小樽の女 ⑦ 才女てい談(上)

2021年04月15日

題字 寿原秀子さん

カット 佐藤規子さん(春陽会会友)

 

出席者(発言順)

毛利昭子さん(道社会教育委員)

井口ゑみさん(道議会議員)

小杉八千代さん(源氏の会主宰)

司会・山口本社小樽支社編集部長

 

 どことなく荒けずり

 ‶情〟にあまえ郷土意識

 

・・・マスコミの怪物といわれる大宅壮一氏が、先年札幌から小樽にきて‶日本の美人山系の露頭部を浜で働く高島ムスメのなかに見出した〟といって大いに満足して帰ったそうです。きょうは同性の目からみて‶小樽の女〟はそんなに美人なのか、といったところから伺いたいと思います。

毛利 私、昭和九年に庁立(現桜陽高)で教えたことがあるんです。そして、四、五年たってから札幌で女学生を教えたことがありましたが、そのとき‶オヤッ〟と思ったのですよ。女学生でも小樽と札幌では全然感じが違うんです。豆にたとえれば、札幌は小豆みたい、小樽の女学生は白インゲンのようにシブ皮がむけて、色白で瑞々しい感じ。あのころは札幌は井戸、小樽は水道でしたから、水の関係かしらと思いましたワ。

小樽の女学生はシブ皮がむけて白インゲンみたい……。と毛利さん

井口 小樽以外のところからきた人にはやはり住み心地がよくなるまでに十年はかかるでしょうね。…年代的に見て、娘さんの頃は美しいが、年をとるとふとって見られるのが普通ですね。
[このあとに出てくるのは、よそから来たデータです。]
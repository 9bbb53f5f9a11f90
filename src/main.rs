//! secrets-to-env - Export CI job secrets as environment variables.

use clap::Parser;
use tracing_subscriber::{fmt, prelude::*, EnvFilter};

use secrets_to_env::cli::output;
use secrets_to_env::cli::{execute, Cli};
use secrets_to_env::core::constants::LOG_ENV;
use secrets_to_env::error::{ConfigError, Error, FilterError};

fn main() {
    let cli = Cli::parse();

    // Initialize tracing subscriber with env-filter support
    let filter = EnvFilter::try_from_env(LOG_ENV).unwrap_or_else(|_| {
        if cli.verbose {
            EnvFilter::new("secrets_to_env=debug")
        } else {
            EnvFilter::new("secrets_to_env=warn")
        }
    });

    tracing_subscriber::registry()
        .with(filter)
        .with(
            fmt::layer()
                .with_writer(std::io::stderr)
                .with_target(false)
                .without_time(),
        )
        .init();

    if let Err(e) = execute(cli.command, cli.inputs) {
        let suggestion = match &e {
            Error::Config(ConfigError::MissingInput(_)) => {
                Some("pass --secrets or set INPUT_SECRETS")
            }
            Error::Filter(FilterError::InvalidPattern { .. }) => {
                Some("include and exclude take comma-separated regular expressions")
            }
            _ => None,
        };

        output::error(&e.to_string());
        if let Some(hint) = suggestion {
            output::hint(hint);
        }
        std::process::exit(1);
    }
}
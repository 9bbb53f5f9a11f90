//! Tests for the main phase (`secrets-to-env run`).

use crate::support::*;

#[test]
fn test_single_secret_written_and_exported() {
    let t = Test::new();

    let output = t.run(&[("secrets", r#"{"FOO":"bar"}"#)]);
    assert_success(&output);

    assert_eq!(t.read(".env"), "FOO='bar'\n");
    assert_eq!(t.exported(), vec![("FOO".to_string(), "bar".to_string())]);
    assert_stdout_contains(&output, "Exported secret FOO");
    assert_stdout_contains(&output, "Writing to file: .env");
}

#[test]
fn test_github_token_excluded_by_default() {
    let t = Test::new();

    let output = t.run(&[("secrets", STANDARD_SECRETS)]);
    assert_success(&output);

    let content = t.read(".env");
    assert!(!content.contains("github_token"));
    assert_eq!(
        content,
        "DATABASE_URL='postgres://localhost/mydb'\nAPI_KEY='sk-test-12345'\nnpm_token='npm_abc'\n"
    );
    assert!(t.exported().iter().all(|(k, _)| k != "github_token"));
}

#[test]
fn test_include_and_exclude() {
    let t = Test::new();

    let output = t.run(&[
        ("secrets", STANDARD_SECRETS),
        ("include", "_URL$, ^API_, token"),
        ("exclude", "^npm_"),
    ]);
    assert_success(&output);

    assert_eq!(
        t.read(".env"),
        "DATABASE_URL='postgres://localhost/mydb'\nAPI_KEY='sk-test-12345'\n"
    );
}

#[test]
fn test_prefix_and_convert() {
    let t = Test::new();

    let output = t.run(&[
        ("secrets", MIXED_CASE_SECRETS),
        ("prefix", "ci_"),
        ("convert", "constant"),
    ]);
    assert_success(&output);

    assert_eq!(
        t.read(".env"),
        "CI_API_KEY='k1'\nCI_DB_URL='u1'\nCI_JWT_SECRET='j1'\n"
    );
}

#[test]
fn test_convert_prefix_false_keeps_prefix() {
    let t = Test::new();

    let output = t.run(&[
        ("secrets", r#"{"apiKey":"v"}"#),
        ("prefix", "MY_"),
        ("convert", "upper"),
        ("convert_prefix", "false"),
    ]);
    assert_success(&output);

    assert_eq!(t.read(".env"), "MY_APIKEY='v'\n");
    assert_eq!(t.exported(), vec![("MY_APIKEY".to_string(), "v".to_string())]);
}

#[test]
fn test_unknown_convert_leaves_names() {
    let t = Test::new();

    let output = t.run(&[("secrets", r#"{"apiKey":"v"}"#), ("convert", "kebab")]);
    assert_success(&output);

    assert_eq!(t.read(".env"), "apiKey='v'\n");
}

#[test]
fn test_override_false_skips_existing_variable() {
    let t = Test::new();

    let output = t
        .step(&[("secrets", r#"{"TOKEN":"y"}"#), ("override", "false")])
        .env("TOKEN", "x")
        .arg("run")
        .output()
        .unwrap();
    assert_success(&output);

    assert_stdout_contains(&output, "Skip overwriting secret TOKEN");
    assert!(t.exported().is_empty());
    assert_eq!(t.read(".env"), "TOKEN='y'\n");
}

#[test]
fn test_override_warns_before_rewriting() {
    let t = Test::new();

    let output = t
        .step(&[("secrets", r#"{"TOKEN":"y"}"#)])
        .env("TOKEN", "x")
        .arg("run")
        .output()
        .unwrap();
    assert_success(&output);

    assert_stdout_contains(
        &output,
        "::warning::Will re-write \"TOKEN\" environment variable.",
    );
    assert_eq!(t.exported(), vec![("TOKEN".to_string(), "y".to_string())]);
}

#[test]
fn test_no_env_only_writes_file() {
    let t = Test::new();

    let output = t.run(&[("secrets", r#"{"A":"1"}"#), ("no_env", "true")]);
    assert_success(&output);

    assert!(t.exported().is_empty());
    assert_stdout_excludes(&output, "Exported secret");
    assert_eq!(t.read(".env"), "A='1'\n");
}

#[test]
fn test_custom_file_replaces_existing() {
    let t = Test::new();
    std::fs::create_dir(t.path("config")).unwrap();
    std::fs::write(t.path("config/ci.env"), "STALE='old'\n").unwrap();

    let output = t.run(&[("secrets", r#"{"A":"1"}"#), ("file", "config/ci.env")]);
    assert_success(&output);

    assert_eq!(t.read("config/ci.env"), "A='1'\n");
    assert!(!t.path(".env").exists());
}

#[test]
fn test_multiline_value_exported_intact() {
    let t = Test::new();

    let output = t.run(&[("secrets", r#"{"KEY":"line1\nline2"}"#)]);
    assert_success(&output);

    assert_eq!(
        t.exported(),
        vec![("KEY".to_string(), "line1\nline2".to_string())]
    );
    assert_eq!(t.read(".env"), "KEY='line1\nline2'\n");
}

#[test]
fn test_flags_work_without_input_variables() {
    let t = Test::new();

    let output = t
        .cmd()
        .args(["run", "--secrets", r#"{"A":"1"}"#, "--prefix", "X_"])
        .output()
        .unwrap();
    assert_success(&output);

    assert_eq!(t.read(".env"), "X_A='1'\n");
}

#[test]
fn test_run_saves_state_for_post() {
    let t = Test::new();

    let output = t.run(&[
        ("secrets", r#"{"A":"1"}"#),
        ("file", "out.env"),
        ("clean", "false"),
    ]);
    assert_success(&output);

    let state = t.state();
    assert_eq!(state.get("isPost").map(String::as_str), Some("true"));
    assert_eq!(state.get("file").map(String::as_str), Some("out.env"));
    assert_eq!(state.get("clean").map(String::as_str), Some("false"));
}

#[test]
fn test_name_with_equals_sign_does_not_abort() {
    let t = Test::new();

    let output = t.run(&[("secrets", r#"{"A=B":"x"}"#)]);
    assert_success(&output);

    assert_eq!(t.read(".env"), "A=B='x'\n");
    assert_eq!(t.exported(), vec![("A=B".to_string(), "x".to_string())]);
    assert_stdout_contains(&output, "::warning::");
}

#[test]
fn test_empty_name_does_not_stop_later_secrets() {
    let t = Test::new();

    let output = t.run(&[("secrets", r#"{"":"x","B":"y"}"#)]);
    assert_success(&output);

    assert_eq!(t.read(".env"), "='x'\nB='y'\n");
    assert_eq!(
        t.exported(),
        vec![
            (String::new(), "x".to_string()),
            ("B".to_string(), "y".to_string())
        ]
    );
    assert_stdout_contains(&output, "Exported secret B");
}

#[test]
fn test_null_value_exported_empty() {
    let t = Test::new();

    let output = t.run(&[("secrets", r#"{"OPT":null}"#)]);
    assert_success(&output);

    assert_eq!(t.read(".env"), "OPT='null'\n");
    assert_eq!(t.exported(), vec![("OPT".to_string(), String::new())]);
}
//! secrets-to-env - Export CI job secrets as environment variables and a .env file.
//!
//! # Architecture
//!
//! ```text
//! src/
//! ├── cli/              # Command-line interface
//! │   ├── mod           # Inputs, subcommands, dispatch
//! │   └── output        # Error and summary lines
//! └── core/             # Core library components
//!     ├── config        # Step inputs → settings
//!     ├── secrets       # JSON secret set
//!     ├── filter        # include/exclude patterns
//!     ├── case          # case conversion modes
//!     ├── transform     # filter → prefix → convert
//!     ├── env           # env file output
//!     ├── inject        # main phase
//!     ├── cleanup       # post phase
//!     ├── lifecycle     # main/post dispatch
//!     └── host/         # CI host capabilities
//!         ├── mod       # Host trait
//!         ├── actions   # GitHub Actions runner
//!         └── memory    # in-memory host
//! ```
//!
//! # Lifecycle
//!
//! The runner calls the binary as a step and again as the step's post hook.
//! The first call exports the secrets and writes the env file; the second
//! deletes the file.

pub mod cli;
pub mod core;
pub mod error;
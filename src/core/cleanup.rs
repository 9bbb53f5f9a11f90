//! Post phase: delete the env file written by the main phase.

use std::path::Path;

use tracing::debug;

use crate::core::host::Host;

/// Result of a cleanup attempt. Cleanup never fails the job.
#[derive(Debug, Clone, Copy, PartialEq, Eq)]
pub enum Outcome {
    /// `clean` was `false`.
    Disabled,
    /// Nothing at the path.
    Missing,
    Deleted,
    /// The file exists but could not be removed.
    Failed,
}

/// Delete `file` unless cleanup is disabled.
///
/// Relative paths are resolved against the working directory. Problems are
/// reported through the host as warnings.
pub fn cleanup<H: Host + ?Sized>(host: &mut H, file: &Path, clean: bool) -> Outcome {
    let shown = file.display();

    if !clean {
        host.info(&format!(
            "Clean is false. Skipping deletion of file {}",
            shown
        ));
        return Outcome::Disabled;
    }

    if !file.exists() {
        host.warning(&format!("File {} not found. Nothing to delete.", shown));
        return Outcome::Missing;
    }

    debug!(path = %shown, "removing env file");
    match std::fs::remove_file(file) {
        Ok(()) => {
            host.info(&format!("Successfully deleted file {}", shown));
            Outcome::Deleted
        }
        Err(e) => {
            host.warning(&format!("Failed to delete file {}: {}", shown, e));
            Outcome::Failed
        }
    }
}
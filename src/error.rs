//! Error types.
//!
//! One top-level [`Error`] wraps a focused enum per concern so callers can
//! match on the failure class (e.g. to print a hint) without string parsing.

use std::path::PathBuf;
use thiserror::Error;

/// Top-level error for every fallible operation in the crate.
#[derive(Error, Debug)]
pub enum Error {
    #[error(transparent)]
    Config(#[from] ConfigError),

    #[error(transparent)]
    Filter(#[from] FilterError),

    #[error(transparent)]
    Host(#[from] HostError),

    #[error("failed to write {}: {source}", .path.display())]
    WriteFile {
        path: PathBuf,
        #[source]
        source: std::io::Error,
    },
}

/// Problems with the step inputs.
#[derive(Error, Debug)]
pub enum ConfigError {
    #[error("Input required and not supplied: {0}")]
    MissingInput(&'static str),

    #[error("Cannot parse JSON secrets.\nMake sure you add with:\n  secrets: ${{{{ toJSON(secrets) }}}}")]
    InvalidSecrets(#[source] serde_json::Error),
}

/// An include or exclude pattern that is not a valid regular expression.
#[derive(Error, Debug)]
pub enum FilterError {
    #[error("invalid filter pattern '{pattern}': {source}")]
    InvalidPattern {
        pattern: String,
        #[source]
        source: regex::Error,
    },
}

/// Failures talking to the CI host (command files, workflow commands).
#[derive(Error, Debug)]
pub enum HostError {
    #[error("failed to append to {}: {source}", .path.display())]
    CommandFile {
        path: PathBuf,
        #[source]
        source: std::io::Error,
    },

    #[error("unexpected input: {field} should not contain the delimiter \"{delimiter}\"")]
    DelimiterCollision {
        field: &'static str,
        delimiter: String,
    },
}

pub type Result<T> = std::result::Result<T, Error>;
ソ連の女性なんかはこのよい例だという話ですが、小樽の女性は中年になっても美しさを保っている人が多いようですね。

小杉 魚が豊富なせいでしょうか。

井口 たしかに血色はよいですね。

毛利 残念なことには言葉づかいがお粗末すぎるわよ。この間、街を歩いていたら‶アイツだってかい〟と話している女の声が聞こえるんです。振り返ってみると、銀座を歩かしてもヒケをとらないキレイなお嬢さんなの。言葉と見た目のアンバランスに二度ビックリしたわ。どうも小樽人というのは男も女も声をコントロールすることを知らない欠点があるんじゃないかしら。
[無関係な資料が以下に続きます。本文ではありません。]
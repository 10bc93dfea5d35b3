//! Core data model for one tick's view of the cluster: zones, nodes, shards,
//! allocation cells and the derived required-replicas map.
//!
//! Entities are kept in arenas keyed by name (or `(index, node)` pair) rather
//! than linked via pointers, so the node<->zone and shard<->cell relationships
//! that would otherwise be cyclic are instead forward maps the snapshot
//! builder resolves once per tick. Nothing here persists across ticks.

use std::collections::{HashMap, HashSet};

/// Named availability domain.
#[derive(Debug, Clone, PartialEq)]
pub struct Zone {
    pub name: String,
    /// Nodes here may vanish without notice (e.g. spot instances).
    pub risky: bool,
    /// Avoid placing primaries of the newest index in an alias series here.
    pub busy: bool,
    /// Default target replica count per index in this zone.
    pub shards: u32,
    /// Derived: number of nodes with this zone.
    pub num_nodes: u32,
    /// Derived: sum of data-node heap memory in this zone.
    pub memory: u64,
}

impl Zone {
    pub fn new(name: impl Into<String>, shards: u32, risky: bool, busy: bool) -> Self {
        Zone { name: name.into(), risky, busy, shards, num_nodes: 0, memory: 0 }
    }
}

/// A data, master, ingest, or other cluster role a node may hold.
#[derive(Debug, Clone, Copy, PartialEq, Eq, Hash)]
pub enum NodeRole {
    Data,
    Master,
    Ingest,
    Other,
}

impl NodeRole {
    pub fn parse(s: &str) -> NodeRole {
        match s {
            "data" | "d" => NodeRole::Data,
            "master" | "m" => NodeRole::Master,
            "ingest" | "i" => NodeRole::Ingest,
            _ => NodeRole::Other,
        }
    }
}

#[derive(Debug, Clone)]
pub struct Node {
    pub name: String,
    pub ip: String,
    pub roles: HashSet<NodeRole>,
    pub zone: Option<String>,
    /// Heap bytes; zero if this node does not hold the data role.
    pub memory: u64,
    pub disk: u64,
    pub disk_free: u64,
    /// Derived: number of data nodes sharing this node's zone.
    pub siblings: u32,
}

impl Node {
    pub fn is_data(&self) -> bool {
        self.roles.contains(&NodeRole::Data)
    }

    pub fn disk_free_ratio(&self) -> f64 {
        if self.disk == 0 {
            1.0
        } else {
            self.disk_free as f64 / self.disk as f64
        }
    }
}

#[derive(Debug, Clone, Copy, PartialEq, Eq)]
pub enum ShardKind {
    Primary,
    Replica,
}

impl ShardKind {
    pub fn parse(s: &str) -> ShardKind {
        match s {
            "p" => ShardKind::Primary,
            _ => ShardKind::Replica,
        }
    }
}

#[derive(Debug, Clone, Copy, PartialEq, Eq)]
pub enum ShardStatus {
    Unassigned,
    Initializing,
    Started,
    Relocating,
}

impl ShardStatus {
    pub fn parse(s: &str) -> ShardStatus {
        match s {
            "INITIALIZING" => ShardStatus::Initializing,
            "STARTED" => ShardStatus::Started,
            "RELOCATING" => ShardStatus::Relocating,
            _ => ShardStatus::Unassigned,
        }
    }

    pub fn is_active(&self) -> bool {
        matches!(self, ShardStatus::Started | ShardStatus::Relocating | ShardStatus::Initializing)
    }
}

/// `(index, shard_id)` — identifies a partition of an index, independent of
/// which replica slot or node currently hosts it.
#[derive(Debug, Clone, PartialEq, Eq, Hash, PartialOrd, Ord)]
pub struct ShardKey {
    pub index: String,
    pub i: u32,
}

impl ShardKey {
    pub fn new(index: impl Into<String>, i: u32) -> Self {
        ShardKey { index: index.into(), i }
    }
}

/// One replica instance of one `(index, shard_id)`, as returned by a single
/// `_cat/shards` row (or synthesized for a pending inbound relocation).
#[derive(Debug, Clone)]
pub struct Shard {
    pub index: String,
    pub i: u32,
    pub replica_num: u32,
    pub kind: ShardKind,
    pub status: ShardStatus,
    /// Bytes; equalized to the max observed across replicas of this shard.
    pub size: u64,
    pub node: Option<String>,
    /// Sum over all replicas of this index.
    pub index_size: u64,
    /// Count of primary rows for this index (used as a weighting signal).
    pub siblings: u32,
    /// True if this row was synthesized to represent a pending relocation
    /// target rather than read directly from `_cat/shards`.
    pub synthetic: bool,
}

impl Shard {
    pub fn key(&self) -> ShardKey {
        ShardKey::new(self.index.clone(), self.i)
    }
}

/// `(index, node)` — the unit of fair-share accounting.
#[derive(Debug, Clone, PartialEq, Eq, Hash, PartialOrd, Ord)]
pub struct CellKey {
    pub index: String,
    pub node: String,
}

#[derive(Debug, Clone)]
pub struct AllocationCell {
    pub index: String,
    pub node: String,
    pub min_allowed: i64,
    pub max_allowed: i64,
    /// Shard ids currently occupying this cell with an active status.
    pub shard_ids: Vec<u32>,
}

impl AllocationCell {
    pub fn started_count(&self) -> usize {
        self.shard_ids.len()
    }
}

/// `index -> zone -> required active replica count`.
pub type RequiredReplicas = HashMap<String, HashMap<String, u32>>;

/// A reroute the planner has issued but the cluster has not yet confirmed.
#[derive(Debug, Clone, PartialEq, Eq, Hash)]
pub struct InflightMove {
    pub index: String,
    pub shard_id: u32,
    pub from_node: String,
    pub to_node: String,
}

/// Node liveness as remembered across ticks, for transition alerts.
#[derive(Debug, Clone, Copy, PartialEq, Eq)]
pub enum Liveness {
    Alive,
    Dead,
}

/// Planner-internal proposal produced by the policy classifier (§4.3) and
/// consumed by the destination selector (§4.4).
#[derive(Debug, Clone)]
pub struct AllocationRequest {
    pub shard: ShardKey,
    pub kind: ShardKind,
    /// Candidate zones this shard may be placed into; empty means "any zone".
    pub candidate_zones: HashSet<String>,
    pub concurrency_hint: u32,
    pub reason: &'static str,
    pub mode_priority: f64,
    pub replication_priority: i64,
    pub index_size: u64,
    /// Preferred destination when the rule already picked a specific peer
    /// (rule F's busy-zone swap hint); `None` lets the weighted selector choose.
    pub forced_destination: Option<String>,
    /// `Some(node)` when the rule picked a specific currently-STARTED row to
    /// relocate (a `move`); `None` for an UNASSIGNED shard, whose source (if
    /// any, for bandwidth accounting) the dispatcher derives from a STARTED
    /// primary per §4.4 step 2.
    pub source_node: Option<String>,
}

impl AllocationRequest {
    pub fn sort_key(&self) -> (OrderedF64, i64, u64, u32) {
        (OrderedF64(self.mode_priority), self.replication_priority, self.index_size, self.shard.i)
    }
}

/// `f64` wrapper giving a total order for sorting; `mode_priority` values are
/// always finite (1, 2, 2.1, 3, 4, 5, 7, 8) so `NaN` never occurs in practice.
#[derive(Debug, Clone, Copy, PartialEq)]
pub struct OrderedF64(pub f64);

impl Eq for OrderedF64 {}

impl PartialOrd for OrderedF64 {
    fn partial_cmp(&self, other: &Self) -> Option<std::cmp::Ordering> {
        Some(self.cmp(other))
    }
}

impl Ord for OrderedF64 {
    fn cmp(&self, other: &Self) -> std::cmp::Ordering {
        self.0.partial_cmp(&other.0).unwrap_or(std::cmp::Ordering::Equal)
    }
}

/// The full, immutable per-tick view produced by the snapshot builder.
#[derive(Debug, Clone)]
pub struct Snapshot {
    pub zones: HashMap<String, Zone>,
    pub nodes: HashMap<String, Node>,
    /// Keyed by `(index, i)`; each entry holds every replica row for that shard.
    pub shards: HashMap<ShardKey, Vec<Shard>>,
    pub cells: HashMap<CellKey, AllocationCell>,
    pub required: RequiredReplicas,
    pub index_primaries: HashMap<String, u32>,
    pub index_replica_count: HashMap<String, u32>,
    /// Index names as reported by `_cat/indices`, used by rule F to detect
    /// alias series by common prefix.
    pub known_indices: HashSet<String>,
}

impl Snapshot {
    pub fn shard_rows(&self, key: &ShardKey) -> &[Shard] {
        self.shards.get(key).map(|v| v.as_slice()).unwrap_or(&[])
    }

    pub fn active_zones(&self, key: &ShardKey) -> HashSet<String> {
        self.shard_rows(key)
            .iter()
            .filter(|s| s.status.is_active())
            .filter_map(|s| s.node.as_ref())
            .filter_map(|n| self.nodes.get(n))
            .filter_map(|n| n.zone.clone())
            .collect()
    }

    pub fn cell(&self, index: &str, node: &str) -> Option<&AllocationCell> {
        self.cells.get(&CellKey { index: index.to_string(), node: node.to_string() })
    }
}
井口 たしかに話し方は下手だわね。方言は方言でよいと思うんですが、ふんいきを乱す話し方は感心しない。

小杉 根っからの小樽人はオダルといいますね。私は‶違う、オタルよ〟って訂正するんです。オダルなんてひどくいなかじみてイヤね。

・・・そこに知性の問題があるんじゃないですか。

井口 そうですね。しかし、札幌ではよく‶小樽の女は情が厚くてよい〟という評判です。飲み屋の女中さんでも、街の娘さんでも一度つき合ったらジーンと胸に焼きつく…な誉められちゃうなんてほめられちゃう。

・・・裏返しすれば、あまり利口じゃないっていうことですかネ。

毛利 小樽の女はソロバンがないのよ。商人の街のくせに…。買物をするにも大ザッパで本州にお嫁に行ったらとうてい勤まらないわね。

井口 たしかにそうね。それでいて、対外的なことになると、多少複雑ないきさつがあってもたちまち結束してしまう。小樽セクトというか浪花節的なところが多分にあるわ。

小樽セクトというか浪花節的なところも多分にあるワ……。と井口さん

・・・そこでお伺いしたいのは、女の人に郷土性はあるかということなんです。お嫁に行ってしまえば、そこが第二の故郷となるでしょうが、小樽を忘れ切れないという気持ちはあるのでしょうか。

小杉 人にもよりましょうが、小樽を忘れられない人が多いのではないでしょうか。私の子供たちは京都、大阪に連れて行ってもやはり小樽に早く帰りたいってセガみます。なにか暖か味がハダにシミ込んでいるのですね。

毛利 郷土性という問題から見れば、いまの世代は道産子三世ですからねぇ。少ないんじゃないですか。主人の実家の金沢あたりでは、お雑煮のつくり方でも、オセチ料理でも、折り目が正しくてやかましいんです。そして、その昔からのしきたりをどこへ行っても守ろうとする意識が強いんですね。小樽人っていうのは、もともと伝統がありませんし、真似ようにも真似ようがありませんから自然郷土意識というようなものも薄くなるんじゃないかしら。

・・・しかし、そうしたならわしを別としても、小樽からよその土地に行った女の方が、ほかの機会に小樽に結びつきたい…という気持ちはあるのでしょうね。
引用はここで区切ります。